Astronaut Michal Lopez Alegria brought a baseball from the 1984 World Series to the space station last year; it was autographed by then-baseball commissioner Peter Ueberroth. His colleague, Suni Williams, was a rabid Red Sox fan who ran during the Boston Marathon on a treadmill onboard the space station.
What games do the astronauts actually play on the space station?
Cmdr. Peggy Whitson organizes relay races. Whitson says it's a lot of fun, but admits it is slightly hazardous.
"We had two teams of three astronauts and we raced from one end of the space station, relayed with a person waiting at the other end three modules away and raced back and set up with a third person," Whitson said. "It was pretty fun."
Her team won.
Reisman says they accidentally discovered another sport they could play while filling up water bottles.
"We realized how massive these bags were and we started tossing them kind of like a medicine ball," Reisman said. "Then you realize you could toss and catch and go for a ride on this big thing as it takes you away. There are all kinds of possibilities and if there are any ideas out there let us know and we will try it."
Footballs, Frisbees, boomerangs, all kinds of sports paraphernalia have also gone into orbit.
Christer Fuglesang was the first Swedish astronaut to fly into space. He brought a Frisbee with him to see if he could break the world record for time aloft — 16.72 seconds — which he did, aided by zero gravity.

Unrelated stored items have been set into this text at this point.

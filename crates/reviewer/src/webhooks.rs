//! Webhook payload parsing and signature verification.

use hmac::{Hmac, Mac};
use serde::Deserialize;
use sha2::Sha256;
use subtle::ConstantTimeEq;

type HmacSha256 = Hmac<Sha256>;

/// Verify a GitHub webhook signature using HMAC-SHA256.
///
/// # Arguments
/// * `body` - Raw webhook body bytes
/// * `signature` - `sha256=<hex>` value from the `x-hub-signature-256` header
/// * `secret` - Webhook signing secret
///
/// # Returns
/// `true` if signature is valid, `false` otherwise. An empty secret
/// rejects every payload.
#[must_use]
pub fn verify_webhook_signature(body: &[u8], signature: &str, secret: &str) -> bool {
    if secret.is_empty() {
        return false;
    }

    // GitHub prefixes the hex digest with the algorithm name
    let Some(hex_digest) = signature.strip_prefix("sha256=") else {
        return false;
    };

    let Ok(signature_bytes) = hex::decode(hex_digest) else {
        return false;
    };

    // Compute HMAC-SHA256 over the raw body
    let Ok(mut mac) = HmacSha256::new_from_slice(secret.as_bytes()) else {
        return false;
    };
    mac.update(body);
    let computed = mac.finalize().into_bytes();

    // Constant-time comparison to prevent timing attacks
    computed.as_slice().ct_eq(&signature_bytes).into()
}

/// GitHub PR event payload (simplified)
#[derive(Debug, Clone, Deserialize)]
pub struct PullRequestEvent {
    /// Action type (opened, closed, synchronize, etc.)
    pub action: String,
    /// Pull request details
    pub pull_request: PullRequest,
    /// Repository info
    pub repository: Repository,
}

/// GitHub Pull Request
#[derive(Debug, Clone, Deserialize)]
pub struct PullRequest {
    /// PR number
    pub number: u64,
    /// Source branch
    pub head: GitRef,
    /// Target branch
    pub base: GitRef,
}

/// Git reference (branch)
#[derive(Debug, Clone, Deserialize)]
pub struct GitRef {
    /// Branch name
    #[serde(rename = "ref")]
    pub ref_name: String,
    /// SHA
    pub sha: String,
}

/// GitHub Repository
#[derive(Debug, Clone, Deserialize)]
pub struct Repository {
    /// Repository name
    pub name: String,
    /// Full name (owner/repo)
    pub full_name: String,
    /// Repository owner
    pub owner: RepositoryOwner,
}

/// Repository owner
#[derive(Debug, Clone, Deserialize)]
pub struct RepositoryOwner {
    /// Owner login
    pub login: String,
}

/// Immutable context for one PR review, extracted from a verified event.
#[derive(Debug, Clone)]
pub struct ReviewRequest {
    /// Repository owner login
    pub owner: String,
    /// Repository name
    pub repo: String,
    /// PR number
    pub pr_number: u64,
    /// Base commit SHA
    pub base_sha: String,
    /// Head commit SHA (files are fetched at this ref)
    pub head_sha: String,
}

impl ReviewRequest {
    /// Preference store key for this repository.
    #[must_use]
    pub fn repo_key(&self) -> String {
        format!("{}/{}", self.owner, self.repo)
    }
}

impl PullRequestEvent {
    /// Check whether this event should trigger a review.
    #[must_use]
    pub fn is_opened(&self) -> bool {
        self.action == "opened"
    }

    /// Build the immutable review context from this event.
    #[must_use]
    pub fn review_request(&self) -> ReviewRequest {
        ReviewRequest {
            owner: self.repository.owner.login.clone(),
            repo: self.repository.name.clone(),
            pr_number: self.pull_request.number,
            base_sha: self.pull_request.base.sha.clone(),
            head_sha: self.pull_request.head.sha.clone(),
        }
    }
}
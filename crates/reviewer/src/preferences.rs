//! File-backed review preference storage.
//!
//! A single JSON file maps repository keys (`owner/name`) to review
//! priorities. The whole mapping is read on every `get` and
//! read-modified-written on every `set`; the last writer wins for the
//! whole file.

use anyhow::{Context, Result};
use serde::{Deserialize, Serialize};
use std::collections::BTreeMap;
use std::fs;
use std::path::PathBuf;

/// Review preferences for one repository.
#[derive(Debug, Clone, PartialEq, Eq, Serialize, Deserialize)]
pub struct PreferenceRecord {
    /// User-declared review priorities, embedded verbatim in the prompt.
    pub priorities: String,
}

/// Whole-file key-value preference store.
#[derive(Debug, Clone)]
pub struct PreferenceStore {
    path: PathBuf,
}

impl PreferenceStore {
    /// Create a store backed by the given file path.
    pub fn new(path: impl Into<PathBuf>) -> Self {
        Self { path: path.into() }
    }

    /// Read the whole mapping. A missing backing file is an empty map;
    /// malformed content is an error for the current request only.
    fn load(&self) -> Result<BTreeMap<String, PreferenceRecord>> {
        if !self.path.exists() {
            return Ok(BTreeMap::new());
        }
        let raw = fs::read_to_string(&self.path)
            .with_context(|| format!("Failed to read preferences file {}", self.path.display()))?;
        serde_json::from_str(&raw)
            .with_context(|| format!("Malformed preferences file {}", self.path.display()))
    }

    /// Look up the preferences for a repository key.
    pub fn get(&self, key: &str) -> Result<Option<PreferenceRecord>> {
        Ok(self.load()?.remove(key))
    }

    /// Upsert the preferences for a repository key, rewriting the whole
    /// file.
    pub fn set(&self, key: &str, priorities: &str) -> Result<()> {
        let mut prefs = self.load()?;
        prefs.insert(
            key.to_string(),
            PreferenceRecord {
                priorities: priorities.to_string(),
            },
        );
        let pretty = serde_json::to_string_pretty(&prefs).context("Failed to serialize preferences")?;
        fs::write(&self.path, pretty)
            .with_context(|| format!("Failed to write preferences file {}", self.path.display()))
    }
}

#[cfg(test)]
mod tests {
    use super::*;

    fn store_in(dir: &tempfile::TempDir) -> PreferenceStore {
        PreferenceStore::new(dir.path().join("user-preferences.json"))
    }

    #[test]
    fn test_missing_file_is_absent_for_every_key() {
        let dir = tempfile::tempdir().unwrap();
        let store = store_in(&dir);

        assert!(store.get("acme/infra").unwrap().is_none());
    }

    #[test]
    fn test_set_then_get() {
        let dir = tempfile::tempdir().unwrap();
        let store = store_in(&dir);

        store.set("acme/infra", "cost and security").unwrap();
        let record = store.get("acme/infra").unwrap().unwrap();
        assert_eq!(record.priorities, "cost and security");
        assert!(store.get("acme/other").unwrap().is_none());
    }

    #[test]
    fn test_idempotent_upsert_last_write_wins() {
        let dir = tempfile::tempdir().unwrap();
        let store = store_in(&dir);

        store.set("a/b", "p1").unwrap();
        store.set("a/b", "p2").unwrap();

        let raw = fs::read_to_string(dir.path().join("user-preferences.json")).unwrap();
        let prefs: BTreeMap<String, PreferenceRecord> = serde_json::from_str(&raw).unwrap();
        assert_eq!(prefs.len(), 1);
        assert_eq!(prefs["a/b"].priorities, "p2");
    }

    #[test]
    fn test_set_preserves_other_keys() {
        let dir = tempfile::tempdir().unwrap();
        let store = store_in(&dir);

        store.set("a/b", "cost").unwrap();
        store.set("c/d", "security").unwrap();

        assert_eq!(store.get("a/b").unwrap().unwrap().priorities, "cost");
        assert_eq!(store.get("c/d").unwrap().unwrap().priorities, "security");
    }

    #[test]
    fn test_malformed_file_is_an_error_not_a_panic() {
        let dir = tempfile::tempdir().unwrap();
        let path = dir.path().join("user-preferences.json");
        fs::write(&path, "not json").unwrap();

        let store = PreferenceStore::new(&path);
        assert!(store.get("a/b").is_err());
        assert!(store.set("a/b", "p").is_err());
    }

    #[test]
    fn test_file_is_pretty_printed() {
        let dir = tempfile::tempdir().unwrap();
        let store = store_in(&dir);

        store.set("a/b", "cost").unwrap();
        let raw = fs::read_to_string(dir.path().join("user-preferences.json")).unwrap();
        assert!(raw.contains('\n'));
    }
}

On the most recent flight to the space station, Japan's Taka Doi checked out the aerodynamics of a boomerang. Would it return to him when thrown in zero gravity? Yes, Doi said.
"I was very surprised to see that it flew the same way it does on Earth," he said.
Thirty-five years ago during Apollo 14, astronaut Alan Shepard Jr. became the first person to hit a golf ball on the moon — a golf ball that is still sitting there.
Shepard pulled out two golf balls and unfolded a collapsible golf club specially made for the occasion. He became the first ever to hit golf shots on the moon, despite thick gloves and a cumbersome spacesuit that forced him to swing the club with only one hand.
A few years ago a Canadian golf club manufacturer paid the Russian space agency to have a gold plated golf ball knocked into orbit during a spacewalk by Cosmonaut Sergei Krikalev.
Reisman says the astronauts are always looking for suggestions on what they could do in space for fun.
"It would be neat to invent it. It is something I have though about, but I haven't come up with any answers," Reisman said. "There are unique sporting things you could play in this environment."
There are challenges though, says Whitson.
"It takes skill [to] throw objects in space. You have to develop that skill," she said. "Moving in space very quickly requires some skill, overcoming an opponent requires some skill, so I think there will be lots of new games that come up."
Former astronaut Dan Barry, a veteran of three spaceflights who now builds robots, has given this some thought. His suggestionfor the perfect sport in space?
Quidditch, the fictional sport developed by J.K. Rowling in the Harry Potter books.